BERGAMO (ITALPRESS) – Gli agenti della Questura di Bergamo, nell’ambito di indagini coordinate dalla locale Procura, hanno proceduto alla notifica di sette avvisi di garanzia con contestuale esecuzione di perquisizione domiciliare nei confronti di altrettanti soggetti appartenenti al cartello di supporter della nazionale italiana di calcio denominato “Ultras Italia” (i quali si autodefiniscono anche con il nome di I ragazzi con i tricolori, dalle bandiere italiane che riportano i nomi delle città di provenienza che gli stessi espongono durante le partite della nazionale), connotato per un’impostazione ideologica di estrema destra dei propri aderenti.

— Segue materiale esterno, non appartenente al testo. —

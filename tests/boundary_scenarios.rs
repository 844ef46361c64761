//! Boundary scenarios from the data engine specification: registry and
//! archetype table overflow, tag-component shorthand rejection, and
//! bitmask width overflow.

use archetype_data_engine::prelude::*;

fn one_field_schema() -> ComponentSchema {
    let mut s = ComponentSchema::new();
    s.insert("v".to_string(), PropertyType::Primitive(PrimitiveType::I32));
    s
}

#[test]
fn registering_past_max_components_errors_at_the_overflow_call() {
    let mut world = World::new();
    for i in 0..archetype_data_engine::MAX_COMPONENTS {
        world.register_component(&format!("C{i}"), &one_field_schema()).unwrap();
    }
    let err = world.register_component("Overflow", &one_field_schema()).unwrap_err();
    assert!(matches!(err, EcsError::TooManyComponentTypes));
}

#[test]
fn exceeding_max_archetypes_errors_only_on_the_overflow_mask() {
    // 13 components have 2^13 = 8192 distinct masks (including the empty
    // one archetype 0 already owns), comfortably more than the default
    // MAX_ARCHETYPES of 4096 — enough to fill the table via distinct
    // *subsets* of a small component set rather than registering
    // thousands of component types (bounded by MAX_COMPONENTS = 256).
    let mut world = World::new();
    let mut ctids = Vec::new();
    for i in 0..13 {
        ctids.push(world.register_component(&format!("C{i}"), &one_field_schema()).unwrap());
    }

    // Archetype 0 (the empty mask) already exists; fill the remaining
    // MAX_ARCHETYPES - 1 slots with distinct non-empty subsets.
    let mut created = 1usize;
    let mut subset: u32 = 1;
    while created < archetype_data_engine::MAX_ARCHETYPES {
        let components: Vec<(String, DataValue)> = (0..13)
            .filter(|bit| subset & (1 << bit) != 0)
            .map(|bit| (world.registry().get_name(ctids[bit]).unwrap().to_string(), DataValue::Null))
            .collect();
        world.spawn(components);
        world.flush().unwrap();
        created += 1;
        subset += 1;
    }
    assert_eq!(world.archetype_table().len(), archetype_data_engine::MAX_ARCHETYPES);

    // One more distinct mask now overflows the table. A failed archetype
    // allocation during a flush is fatal (§4.7) and propagates out.
    let components: Vec<(String, DataValue)> = (0..13)
        .filter(|bit| subset & (1 << bit) != 0)
        .map(|bit| (world.registry().get_name(ctids[bit]).unwrap().to_string(), DataValue::Null))
        .collect();
    world.spawn(components);
    let err = world.flush().unwrap_err();
    assert!(matches!(err, EcsError::TooManyArchetypes));
}

#[test]
fn empty_schema_is_a_tag_that_rejects_shorthand_scalars_at_the_schema_layer() {
    let info = archetype_data_engine::schema::compile_schema("Marker", &ComponentSchema::new()).unwrap();
    assert!(info.is_tag());

    // §8: "Empty component schema ⇒ tag component; any shorthand scalar
    // data ⇒ InvalidSchema" — the schema layer itself rejects a scalar.
    let err = archetype_data_engine::schema::normalize_designer_data(&info, DataValue::Number(1.0)).unwrap_err();
    assert!(matches!(
        err,
        EcsError::InvalidSchema(SchemaError::ShorthandOnTagComponent { .. })
    ));

    // `Null`/an empty object are both fine for a tag with no properties.
    assert!(archetype_data_engine::schema::normalize_designer_data(&info, DataValue::Null).is_ok());

    // Through the command buffer, a per-command `InvalidSchema` during
    // write-program execution is logged and skipped per §7's per-entity
    // error policy — a tag has no columns to write either way, so the
    // entity is still created in the tag's archetype.
    let mut world = World::new();
    world.register_component("Marker", &ComponentSchema::new()).unwrap();
    world.spawn(vec![("Marker".to_string(), DataValue::Number(1.0))]);
    world.flush().unwrap();

    let descriptor = QueryDescriptor::new().with(world.component_id("Marker").unwrap());
    let handle = world.query(&descriptor);
    assert_eq!(world.iter_query(handle).len(), 1);
    world.release_query(handle);
}

#[test]
fn bitmask_with_33_flags_fails_to_compile() {
    let mut world = World::new();
    let mut schema = ComponentSchema::new();
    let flags: Vec<String> = (0..33).map(|i| format!("flag{i}")).collect();
    schema.insert("flags".to_string(), PropertyType::Bitmask { flags });

    let err = world.register_component("TooManyFlags", &schema).unwrap_err();
    assert!(matches!(
        err,
        EcsError::InvalidSchema(SchemaError::BitmaskOverflow { flag_count: 33, .. })
    ));
}
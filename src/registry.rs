// Copyright 2024 Saptak Santra
//
// Licensed under the Apache License, Version 2.0 (the "License");
// you may not use this file except in compliance with the License.
// You may obtain a copy of the License at
//
//     http://www.apache.org/licenses/LICENSE-2.0
//
// Unless required by applicable law or agreed to in writing, software
// distributed under the License is distributed on an "AS IS" BASIS,
// WITHOUT WARRANTIES OR CONDITIONS OF ANY KIND, either express or implied.
// See the License for the specific language governing permissions and
// limitations under the License.

//! Component registry (§4.1, C3): assigns every registered component a
//! dense [`ComponentTypeId`] and a unique bit in an [`ArchetypeMask`].
//!
//! Registration happens once at startup (§6 Non-goals: no dynamic
//! registration after the world starts running), so the hot path here is
//! the id/name lookup, not the insert.

use rustc_hash::FxHashMap;

use crate::bitset::ArchetypeMask;
use crate::error::{EcsError, Result};
use crate::schema::{compile_schema, ComponentInfo, ComponentSchema};

/// Dense index assigned to a registered component type, `< MAX_COMPONENTS`.
#[derive(Debug, Clone, Copy, PartialEq, Eq, Hash, PartialOrd, Ord)]
pub struct ComponentTypeId(pub(crate) u16);

impl ComponentTypeId {
    pub fn index(self) -> usize {
        self.0 as usize
    }
}

struct Entry {
    name: String,
    info: ComponentInfo,
}

/// Owns the compiled [`ComponentInfo`] for every registered component and
/// the name ↔ id mapping used to resolve host-facing requests.
#[derive(Default)]
pub struct ComponentRegistry {
    entries: Vec<Entry>,
    by_name: FxHashMap<String, ComponentTypeId>,
}

impl ComponentRegistry {
    pub fn new() -> Self {
        Self::default()
    }

    /// Compile `schema` and register it under `name`, returning its id.
    ///
    /// Errors with [`EcsError::TooManyComponentTypes`] past
    /// [`crate::MAX_COMPONENTS`] and with [`EcsError::InvalidSchema`] when
    /// the schema itself doesn't compile.
    pub fn register(&mut self, name: &str, schema: &ComponentSchema) -> Result<ComponentTypeId> {
        if self.entries.len() >= crate::MAX_COMPONENTS {
            return Err(EcsError::TooManyComponentTypes);
        }
        let info = compile_schema(name, schema)?;
        let id = ComponentTypeId(self.entries.len() as u16);
        self.entries.push(Entry {
            name: name.to_string(),
            info,
        });
        self.by_name.insert(name.to_string(), id);
        Ok(id)
    }

    pub fn get_type_id(&self, name: &str) -> Result<ComponentTypeId> {
        self.by_name
            .get(name)
            .copied()
            .ok_or_else(|| EcsError::UnregisteredComponent(name.to_string()))
    }

    pub fn get_name(&self, id: ComponentTypeId) -> Option<&str> {
        self.entries.get(id.index()).map(|e| e.name.as_str())
    }

    pub fn get_info(&self, id: ComponentTypeId) -> Option<&ComponentInfo> {
        self.entries.get(id.index()).map(|e| &e.info)
    }

    pub fn get_info_by_name(&self, name: &str) -> Result<&ComponentInfo> {
        let id = self.get_type_id(name)?;
        Ok(self.get_info(id).expect("registered id always has info"))
    }

    /// The bit this component type occupies in an [`ArchetypeMask`].
    pub fn bit_flag(&self, id: ComponentTypeId) -> usize {
        id.index()
    }

    pub fn len(&self) -> usize {
        self.entries.len()
    }

    pub fn is_empty(&self) -> bool {
        self.entries.is_empty()
    }

    /// Build the [`ArchetypeMask`] for a set of component type ids,
    /// failing if any of them isn't registered in this registry.
    pub fn compute_mask(&self, ids: impl IntoIterator<Item = ComponentTypeId>) -> ArchetypeMask {
        let mut mask = ArchetypeMask::new();
        for id in ids {
            mask.set(self.bit_flag(id));
        }
        mask
    }

    pub fn iter_ids(&self) -> impl Iterator<Item = ComponentTypeId> + '_ {
        (0..self.entries.len()).map(|i| ComponentTypeId(i as u16))
    }
}

#[cfg(test)]
mod tests {
    use super::*;
    use crate::schema::{PrimitiveType, PropertyType};

    fn pos_schema() -> ComponentSchema {
        let mut s = ComponentSchema::new();
        s.insert("x".to_string(), PropertyType::Primitive(PrimitiveType::F64));
        s
    }

    #[test]
    fn register_and_resolve_round_trips() {
        let mut reg = ComponentRegistry::new();
        let id = reg.register("Position", &pos_schema()).unwrap();
        assert_eq!(reg.get_type_id("Position").unwrap(), id);
        assert_eq!(reg.get_name(id), Some("Position"));
    }

    #[test]
    fn unregistered_lookup_errors() {
        let reg = ComponentRegistry::new();
        let err = reg.get_type_id("Nope").unwrap_err();
        assert!(matches!(err, EcsError::UnregisteredComponent(_)));
    }

    #[test]
    fn distinct_components_get_distinct_bits() {
        let mut reg = ComponentRegistry::new();
        let a = reg.register("A", &pos_schema()).unwrap();
        let b = reg.register("B", &pos_schema()).unwrap();
        let mask = reg.compute_mask([a, b]);
        assert!(mask.contains(reg.bit_flag(a)));
        assert!(mask.contains(reg.bit_flag(b)));
        assert_ne!(reg.bit_flag(a), reg.bit_flag(b));
    }

    #[test]
    fn registering_past_max_components_errors() {
        let mut reg = ComponentRegistry::new();
        for i in 0..crate::MAX_COMPONENTS {
            reg.register(&format!("C{i}"), &pos_schema()).unwrap();
        }
        let err = reg.register("Overflow", &pos_schema()).unwrap_err();
        assert!(matches!(err, EcsError::TooManyComponentTypes));
    }
}
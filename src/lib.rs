// Copyright 2024 Saptak Santra
//
// Licensed under the Apache License, Version 2.0 (the "License");
// you may not use this file except in compliance with the License.
// You may obtain a copy of the License at
//
//     http://www.apache.org/licenses/LICENSE-2.0
//
// Unless required by applicable law or agreed to in writing, software
// distributed under the License is distributed on an "AS IS" BASIS,
// WITHOUT WARRANTIES OR CONDITIONS OF ANY KIND, either express or implied.
// See the License for the specific language governing permissions and
// limitations under the License.

//! Archetype-based ECS data engine.
//!
//! Owns the hard parts of a data-driven ECS: archetype SoA storage, a
//! schema compiler that maps designer component schemas to packed column
//! layouts, reactive queries, and a deferred command buffer that
//! consolidates structural edits into batched archetype moves.
//!
//! Rendering, audio, physics, input, prefab file I/O and scheduling live
//! outside this crate; see [`external`] for the seams that connect them.

pub mod archetype;
pub mod bitset;
pub mod command;
pub mod entity;
pub mod error;
pub mod external;
pub mod interner;
pub mod query;
pub mod registry;
pub mod schema;
pub mod value;
pub mod world;

/// Maximum number of distinct component types a single world can register.
///
/// Dense [`registry::ComponentTypeId`]s are assigned in `[0, MAX_COMPONENTS)`
/// and index directly into each archetype's [`bitset::ArchetypeMask`].
pub const MAX_COMPONENTS: usize = 256;

/// Maximum number of distinct archetypes a single world can allocate.
pub const MAX_ARCHETYPES: usize = 4096;

/// Default number of rows held by a single archetype chunk.
pub const DEFAULT_CHUNK_CAPACITY: usize = 256;

pub use error::{EcsError, Result, SchemaError};

/// Convenience re-exports for embedding hosts.
pub mod prelude {
    pub use crate::archetype::{ArchetypeId, ArchetypeTable};
    pub use crate::bitset::{ArchetypeMask, BitSet};
    pub use crate::command::{Command, CommandBuffer};
    pub use crate::entity::EntityId;
    pub use crate::error::{EcsError, Result, SchemaError};
    pub use crate::external::{InMemoryPrefabSource, ManualTickSource, PrefabSource, TickSource};
    pub use crate::query::{QueryDescriptor, QueryHandle};
    pub use crate::registry::{ComponentRegistry, ComponentTypeId};
    pub use crate::schema::{ComponentSchema, NullRpnParser, PropertyType, RpnParser};
    pub use crate::value::{DataMap, DataValue};
    pub use crate::world::World;
}
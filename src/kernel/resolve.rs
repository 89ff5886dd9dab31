//! Path resolution: splitting a path into components and walking the
//! volume graph, crossing mount points in both directions.
//!
//! Grounded in `traversePath`/`iget` from the original kernel: a mount
//! point inode is tagged and redirected to the covering or covered
//! volume's root as each component is stepped through, rather than
//! being resolved against a single global inode table.

use crate::errno::{errno, KernelResult};
use crate::perm::{access, AccessIdentity, Mode};

use super::{Kernel, Location};

fn split(path: &str) -> (bool, Vec<&str>) {
    let absolute = path.starts_with('/');
    let components = path.split('/').filter(|s| !s.is_empty()).collect();
    (absolute, components)
}

impl Kernel {
    /// Steps from `from` to the directory entry named `component`,
    /// crossing a mount point either direction as needed. Requires
    /// EXEC on `from` first — traversing a directory without search
    /// permission is EACCES even if the final target would otherwise
    /// be readable.
    fn step(&self, identity: AccessIdentity, from: Location, component: &str) -> KernelResult<Location> {
        let (fsid, inum) = if component == ".." {
            self.cross_mount_up(from)?
        } else {
            from
        };

        let vol = self.volume(fsid)?;
        let inode = vol
            .get(inum)
            .ok_or_else(|| errno!(Panic, "dangling inode {inum} in {fsid}"))?;
        access(identity, inode.owner, inode.group, &inode.permissions, Mode::EXEC)?;
        let entries = inode.data.as_directory()?;
        let next_inum = entries
            .get(component)
            .ok_or_else(|| errno!(Enoent, "{component}: no such file or directory"))?;

        self.cross_mount_down((fsid, next_inum))
    }

    /// If `loc` is a volume's root and that volume covers another
    /// inode, returns the covered location instead — so `..` from a
    /// mount's root steps out into the directory the mount hides,
    /// rather than landing back on the mount point.
    fn cross_mount_up(&self, loc: Location) -> KernelResult<Location> {
        let (fsid, inum) = loc;
        let vol = self.volume(fsid)?;
        if vol.root_inumber() == Some(inum) {
            if let Some(covered) = vol.covered {
                return Ok(covered);
            }
        }
        Ok(loc)
    }

    /// If `loc` names a mount-point inode, follows it down into the
    /// mounted volume's root. Repeats in case volumes are mounted on
    /// top of each other.
    fn cross_mount_down(&self, mut loc: Location) -> KernelResult<Location> {
        loop {
            let (fsid, inum) = loc;
            let vol = self.volume(fsid)?;
            let inode = vol
                .get(inum)
                .ok_or_else(|| errno!(Panic, "dangling inode {inum} in {fsid}"))?;
            if !inode.is_mount {
                return Ok(loc);
            }
            match self.mounts.get(&loc) {
                Some(&mounted_fsid) => {
                    let mounted_vol = self.volume(mounted_fsid)?;
                    let root = mounted_vol
                        .root_inumber()
                        .ok_or_else(|| errno!(Panic, "mounted volume has no root"))?;
                    loc = (mounted_fsid, root);
                }
                None => return Ok(loc),
            }
        }
    }

    /// Resolves `path` to its location, starting from `cwd` for
    /// relative paths or the root for absolute ones. `identity` must
    /// hold EXEC on every directory traversed along the way.
    pub(crate) fn resolve(&self, path: &str, cwd: Location, identity: AccessIdentity) -> KernelResult<Location> {
        let (absolute, components) = split(path);
        let mut loc = if absolute { self.root_location() } else { cwd };
        for component in components {
            loc = self.step(identity, loc, component)?;
        }
        Ok(loc)
    }

    /// Resolves every component but the last, returning the parent
    /// directory's location and the leaf name. Used by operations that
    /// create or remove a directory entry rather than open the target
    /// itself.
    pub(crate) fn resolve_parent(
        &self,
        path: &str,
        cwd: Location,
        identity: AccessIdentity,
    ) -> KernelResult<(Location, String)> {
        let (absolute, mut components) = split(path);
        let leaf = components
            .pop()
            .ok_or_else(|| errno!(Einval, "{path}: no file name component"))?;
        let mut loc = if absolute { self.root_location() } else { cwd };
        for component in components {
            loc = self.step(identity, loc, component)?;
        }
        Ok((loc, leaf.to_string()))
    }
}
//! Strong identifier newtypes.
//!
//! `Uid`, `Gid`, `Pid`, `Fd`, `Ofd` and `INumber` are all non-negative
//! integers but must never silently interconvert — a `Fd` handed to a
//! function expecting an `Ofd` is a bug we want the compiler to catch.

use std::fmt;

macro_rules! id_type {
    ($name:ident, $repr:ty) => {
        #[derive(Debug, Clone, Copy, PartialEq, Eq, PartialOrd, Ord, Hash, Default)]
        pub struct $name(pub $repr);

        impl $name {
            pub fn next(self) -> Self {
                $name(self.0 + 1)
            }
        }

        impl fmt::Display for $name {
            fn fmt(&self, f: &mut fmt::Formatter<'_>) -> fmt::Result {
                write!(f, "{}", self.0)
            }
        }
    };
}

id_type!(Uid, u32);
id_type!(Gid, u32);
id_type!(Pid, u32);
id_type!(Fd, u32);
id_type!(Ofd, u32);
id_type!(INumber, u64);

/// A UUID-keyed filesystem volume identifier.
pub type FilesystemId = uuid::Uuid;

/// The superuser's uid and gid, used pervasively by the permission model
/// and by the boot loader.
pub const ROOT_UID: Uid = Uid(0);
pub const ROOT_GID: Gid = Gid(0);
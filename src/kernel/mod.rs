//! The kernel proper: a single-threaded dispatch loop owning every
//! volume, the mount table, the process table, and the open-file-
//! description table.
//!
//! Every user task runs on its own OS thread and only ever touches
//! kernel state through a [`Syscalls`](crate::channel::Syscalls)
//! handle. The original serializes the same access pattern with
//! `select()` over a pipe per process; `std::sync::mpsc` gives the
//! same multi-producer, single-consumer shape without the syscall
//! overhead of real pipes.

mod handlers;
mod resolve;

use std::collections::HashMap;
use std::sync::mpsc;
use std::thread::JoinHandle;

use log::{debug, info, warn};

use crate::channel::{request_channel, Reply, Request, Syscall, Syscalls};
use crate::env::Environment;
use crate::errno::{errno, KernelResult};
use crate::fs::Volume;
use crate::ids::{FilesystemId, Gid, INumber, Ofd, Pid, Uid};
use crate::ofd::OpenFileDescription;
use crate::process::{FdTable, ProcessEntry, ProcessStatus};
use crate::program::{Program, ProgramRegistry};

/// A location inside the volume graph: which volume, which inode.
pub type Location = (FilesystemId, INumber);

pub struct Kernel {
    volumes: HashMap<FilesystemId, Volume>,
    /// Maps a mount-point inode to the filesystem mounted over it.
    mounts: HashMap<Location, FilesystemId>,
    root_fs: FilesystemId,
    processes: HashMap<Pid, ProcessEntry>,
    ofds: HashMap<Ofd, OpenFileDescription>,
    next_pid: u32,
    next_ofd: u32,
    programs: ProgramRegistry,
    request_tx: mpsc::Sender<Request>,
    request_rx: mpsc::Receiver<Request>,
    /// A process blocked in `waitpid` has its one-shot reply channel
    /// parked here until a matching child becomes a zombie.
    waiting_replies: HashMap<Pid, mpsc::Sender<Reply>>,
}

impl Kernel {
    pub fn new(root_volume: Volume, programs: ProgramRegistry) -> Self {
        let root_fs = root_volume.uuid;
        let mut volumes = HashMap::new();
        volumes.insert(root_fs, root_volume);
        let (request_tx, request_rx) = request_channel();
        Kernel {
            volumes,
            mounts: HashMap::new(),
            root_fs,
            processes: HashMap::new(),
            ofds: HashMap::new(),
            next_pid: 1,
            next_ofd: 1,
            programs,
            request_tx,
            request_rx,
            waiting_replies: HashMap::new(),
        }
    }

    pub fn root_location(&self) -> Location {
        let root_inumber = self
            .volumes
            .get(&self.root_fs)
            .and_then(Volume::root_inumber)
            .expect("root volume must have a root inode before boot completes");
        (self.root_fs, root_inumber)
    }

    pub fn mount_volume(&mut self, at: Location, mut volume: Volume) {
        let fsid = volume.uuid;
        volume.covered = Some(at);
        self.volumes.insert(fsid, volume);
        self.mounts.insert(at, fsid);
        if let Some(vol) = self.volumes.get_mut(&at.0) {
            if let Some(inode) = vol.get_mut(at.1) {
                inode.is_mount = true;
            }
        }
    }

    fn volume(&self, fsid: FilesystemId) -> KernelResult<&Volume> {
        self.volumes
            .get(&fsid)
            .ok_or_else(|| errno!(Panic, "unknown filesystem {fsid}"))
    }

    fn volume_mut(&mut self, fsid: FilesystemId) -> KernelResult<&mut Volume> {
        self.volumes
            .get_mut(&fsid)
            .ok_or_else(|| errno!(Panic, "unknown filesystem {fsid}"))
    }

    fn process(&self, pid: Pid) -> KernelResult<&ProcessEntry> {
        self.processes
            .get(&pid)
            .ok_or_else(|| errno!(Esrch, "no such process {pid}"))
    }

    fn process_mut(&mut self, pid: Pid) -> KernelResult<&mut ProcessEntry> {
        self.processes
            .get_mut(&pid)
            .ok_or_else(|| errno!(Esrch, "no such process {pid}"))
    }

    /// Instantiates `program_id` and spawns its own OS thread, wiring it
    /// a fresh `Syscalls` handle. Used by both `boot` (for `init`, which
    /// has no parent) and the `fork` syscall handler.
    #[allow(clippy::too_many_arguments)]
    pub(crate) fn spawn_process(
        &mut self,
        parent: Option<Pid>,
        program_id: &str,
        command: String,
        argv: Vec<String>,
        uid: Uid,
        gid: Gid,
        current_dir: String,
        env: Environment,
        tty: i32,
    ) -> KernelResult<(Pid, JoinHandle<()>)> {
        let program = self
            .programs
            .instantiate(program_id)
            .ok_or_else(|| errno!(Enoexec, "unknown program id {program_id}"))?;

        let pid = Pid(self.next_pid);
        self.next_pid += 1;

        let entry = ProcessEntry::new(pid, parent, command, uid, gid, current_dir, env.clone(), tty);
        self.processes.insert(pid, entry);

        let syscalls = Syscalls::new(pid, self.request_tx.clone());
        let handle = std::thread::Builder::new()
            .name(format!("unix74-pid-{}", pid.0))
            .spawn(move || run_program(program, syscalls, env, argv))
            .expect("failed to spawn user task thread");

        Ok((pid, handle))
    }

    pub fn allocate_ofd(&mut self, ofd: OpenFileDescription) -> Ofd {
        let id = ofd.id;
        self.ofds.insert(id, ofd);
        id
    }

    fn next_ofd_id(&mut self) -> Ofd {
        let id = Ofd(self.next_ofd);
        self.next_ofd += 1;
        id
    }

    /// Spawns the first process, with no parent, the superuser's
    /// identity, and `/` as its working directory. Analogous to the
    /// original booting `init` directly rather than through `fork`.
    pub fn spawn_init(&mut self, program_id: &str, command: &str, argv: Vec<String>) -> KernelResult<Pid> {
        let (pid, _handle) = self.spawn_process(
            None,
            program_id,
            command.to_string(),
            argv,
            crate::ids::ROOT_UID,
            crate::ids::ROOT_GID,
            "/".to_string(),
            Environment::new(),
            -1,
        )?;
        Ok(pid)
    }

    /// The exit code a finished process left behind, if it has run to
    /// completion and nothing has reaped it yet.
    pub fn exit_code(&self, pid: Pid) -> Option<i32> {
        match self.processes.get(&pid)?.status {
            ProcessStatus::Zombie { exit_code } => Some(exit_code),
            _ => None,
        }
    }

    fn all_processes_finished(&self) -> bool {
        !self.processes.is_empty() && self.processes.values().all(ProcessEntry::is_zombie)
    }

    /// Drains `request_rx`, dispatching one syscall at a time, until
    /// every spawned process has exited. This is the entire concurrency
    /// story: one thread, one request in flight, replies delivered by
    /// one-shot channels.
    ///
    /// Note this does not wait for `request_rx` to disconnect: the
    /// kernel holds its own `Sender` (to clone for new processes), so
    /// the channel never disconnects on its own.
    pub fn run(&mut self) {
        info!("kernel dispatch loop starting");
        while let Ok(request) = self.request_rx.recv() {
            let pid = request.pid;
            debug!("dispatch pid={} call={:?}", pid, request.call);
            self.dispatch(request);
            if self.all_processes_finished() {
                break;
            }
        }
        info!("kernel dispatch loop exiting: all processes finished");
    }

    fn dispatch(&mut self, request: Request) {
        let Request { pid, call, reply_tx } = request;
        if let Syscall::Waitpid { child } = call {
            match self.try_waitpid(pid, child) {
                Ok(Some(value)) => {
                    let _ = reply_tx.send(Ok(value));
                }
                Ok(None) => {
                    self.waiting_replies.insert(pid, reply_tx);
                    if let Ok(entry) = self.process_mut(pid) {
                        entry.status = ProcessStatus::Waiting { child };
                    }
                }
                Err(err) => {
                    warn!("pid={pid} waitpid failed: {err}");
                    let _ = reply_tx.send(Err(err));
                }
            }
            return;
        }

        let reply = self.handle(pid, call);
        if let Err(ref err) = reply {
            warn!("pid={pid} syscall failed: {err}");
        }
        let _ = reply_tx.send(reply);
    }
}

fn run_program(program: Box<dyn Program>, syscalls: Syscalls, env: Environment, argv: Vec<String>) {
    let pid = syscalls.pid();
    let code = program.run(syscalls.clone(), env, argv);
    debug!("pid={pid} program returned {code}, finalizing exit");
    syscalls.exit(code);
}

impl Kernel {
    pub(crate) fn fd_table_of(&self, pid: Pid) -> KernelResult<&FdTable> {
        Ok(&self.process(pid)?.fd_table)
    }

    pub(crate) fn fd_table_of_mut(&mut self, pid: Pid) -> KernelResult<&mut FdTable> {
        Ok(&mut self.process_mut(pid)?.fd_table)
    }
}
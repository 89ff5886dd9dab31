//! Per-process environment variables, inherited across `fork`.

use std::collections::HashMap;

#[derive(Debug, Clone, Default)]
pub struct Environment {
    variables: HashMap<String, String>,
}

impl Environment {
    pub fn new() -> Self {
        Environment::default()
    }

    pub fn get(&self, name: &str) -> Option<&str> {
        self.variables.get(name).map(String::as_str)
    }

    pub fn set(&mut self, name: impl Into<String>, value: impl Into<String>) {
        self.variables.insert(name.into(), value.into());
    }
}

#[cfg(test)]
mod tests {
    use super::*;

    #[test]
    fn set_and_get_roundtrip() {
        let mut env = Environment::new();
        env.set("HOME", "/usr/liz");
        assert_eq!(env.get("HOME"), Some("/usr/liz"));
        assert_eq!(env.get("PATH"), None);
    }

    #[test]
    fn clone_is_independent() {
        let mut env = Environment::new();
        env.set("A", "1");
        let mut child = env.clone();
        child.set("A", "2");
        assert_eq!(env.get("A"), Some("1"));
        assert_eq!(child.get("A"), Some("2"));
    }
}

Gli approfondimenti investigativi sono stati avviati al termine dell’incontro di calcio disputato tra la nazionale italiana e l’Irlanda del Nord il 26 marzo scorso, valido per le qualificazioni ai mondiali. Le indagini hanno preso spunto da alcune segnalazioni che indicavano come gli appartenenti al gruppo organizzato, radunatisi nella circostanza a Bergamo in circa un centinaio, dopo avere fatto ingresso nella curva sud e raggiunto la parte bassa situata al centro del settore – all’interno del quale erano già presenti numerose famiglie, anche con bambini, e singoli tifosi azzurri – per poter “tifare” compatti avessero occupato tutte le sedute situate al centro del settore, costringendo, con modalità prevaricatorie e intimidatorie, i legittimi titolari dei posti a spostarsi altrove. Gli agenti di Polizia, visionando le immagini di videosorveglianza dell’impianto sportivo, hanno accertato che, con atteggiamento intimidatorio, certamente favorito dalla presenza del folto gruppo di sodali, gli esponenti del gruppo Ultras Italia hanno nella circostanza intimato ai normali sostenitori di spostarsi altrove, costringendoli a cambiare posto per vedere la partita senza problemi.
Secondo quanto ricostruito e dall’acquisizione di denunce e testimonianze dei presenti, tale azione avrebbe determinato un diffuso stato di apprensione generalizzata e forte agitazione nel pubblico presente, in buona parte composto da famiglie con bambini. Dall’attività di indagine è emersa in particolare la presunta responsabilità dei sette individui oggetto dell’odierna attività di Polizia Giudiziaria, individuati quali autori materiali o coordinatori della descritta condotta intimidatoria, i quali sono stati pertanto indagati per il reato di violenza privata aggravata.
Uno dei tifosi è inoltre stato denunciato per l’indebito superamento delle barriere dello stadio in quanto dalle attività di accertamento è emerso aver fatto ingresso senza biglietto, accodandosi ad un sodale per eludere i controlli degli steward. Alcuni degli indagati risultano peraltro noti alle forze dell’ordine per l’attuale o passata militanza all’interno di tifoserie organizzate di squadre di club e già destinatari della misura di prevenzione del Daspo in ambito sportivo. Le perquisizioni sono state eseguite in collaborazione con gli agenti delle Questure di Roma, Genova, Vicenza, Fermo, Rimini e Pesaro e con il coordinamento della Direzione Centrale della Polizia di Prevenzione. Nei confronti degli indagati nella circostanza sono stati altresì avviati i procedimenti amministrativi finalizzati all’emissione del Daspo, Divieto di accedere a manifestazioni sportive.